▶ Exercise details
Working from the top of the records below, reproduce each line exactly, ending once you have written the line containing "#[derive(Debug)]".

===== Task data

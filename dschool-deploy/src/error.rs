// Copyright 2025, Offchain Labs, Inc.
// For licensing, see https://github.com/OffchainLabs/stylus-sdk-rs/blob/main/licenses/COPYRIGHT.md

use std::fmt;
use std::process::ExitCode;

pub type DeployCliResult<T = ()> = Result<T, DeployCliError>;

#[derive(Debug)]
pub struct DeployCliError {
    error: eyre::Error,
    exit_code: ExitCode,
}

impl DeployCliError {
    pub fn exit_code(&self) -> ExitCode {
        self.exit_code
    }
}

impl fmt::Display for DeployCliError {
    fn fmt(&self, f: &mut fmt::Formatter) -> fmt::Result {
        self.error.fmt(f)
    }
}

impl From<std::io::Error> for DeployCliError {
    fn from(err: std::io::Error) -> Self {
        Self {
            error: err.into(),
            exit_code: ExitCode::FAILURE,
        }
    }
}

impl From<eyre::Error> for DeployCliError {
    fn from(error: eyre::Error) -> Self {
        Self {
            error,
            exit_code: ExitCode::FAILURE,
        }
    }
}

impl From<dschool_tools::core::network::NetworkError> for DeployCliError {
    fn from(err: dschool_tools::core::network::NetworkError) -> Self {
        Self {
            error: err.into(),
            exit_code: ExitCode::FAILURE,
        }
    }
}
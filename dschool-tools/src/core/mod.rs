// Copyright 2025, Offchain Labs, Inc.
// For licensing, see https://github.com/OffchainLabs/stylus-sdk-rs/blob/main/licenses/COPYRIGHT.md

pub mod artifact;
pub mod deployer;
pub mod deployment;
pub mod manifest;
pub mod network;
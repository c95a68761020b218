// Copyright 2025, Offchain Labs, Inc.
// For licensing, see https://github.com/OffchainLabs/stylus-sdk-rs/blob/main/licenses/COPYRIGHT.md

//! Tools for deploying the DSCHOOL course marketplace contracts.

#[macro_use]
mod macros;

pub mod core;
pub(crate) mod error;

pub mod utils;

pub use crate::core::deployer::{Deployer, DeployerConfig, ExitStatus};
pub use error::{Error, Result};
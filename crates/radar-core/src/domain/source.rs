//! 다나와 월간 판매 실적 페이지 URL.

use super::{Month, Nation};

/// 다나와 자동차 기본 URL.
pub const DEFAULT_SOURCE_BASE: &str = "https://auto.danawa.com";

/// 국가/월의 판매 실적 페이지 URL을 만듭니다.
///
/// `base`는 끝에 `/`가 있어도 됩니다.
pub fn source_url(base: &str, nation: Nation, month: &Month) -> String {
    format!(
        "{}/auto/?Month={}-00&Nation={}&Tab=Model&Work=record",
        base.trim_end_matches('/'),
        month,
        nation.source_param()
    )
}

#[cfg(test)]
mod tests {
    use super::*;

    #[test]
    fn test_source_url() {
        let month = Month::parse("2025-03").unwrap();
        assert_eq!(
            source_url(DEFAULT_SOURCE_BASE, Nation::Import, &month),
            "https://auto.danawa.com/auto/?Month=2025-03-00&Nation=export&Tab=Model&Work=record"
        );
        assert_eq!(
            source_url("http://127.0.0.1:1234/", Nation::Domestic, &month),
            "http://127.0.0.1:1234/auto/?Month=2025-03-00&Nation=domestic&Tab=Model&Work=record"
        );
    }
}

==========

▶ Result for this exercise
filename dschool-deploy/src/error.rs
// Copyright 2025, Offchain Labs, Inc.
// For licensing, see https://github.com/OffchainLabs/stylus-sdk-rs/blob/main/licenses/COPYRIGHT.md

use std::fmt;
use std::process::ExitCode;

pub type DeployCliResult<T = ()> = Result<T, DeployCliError>;

#[derive(Debug)]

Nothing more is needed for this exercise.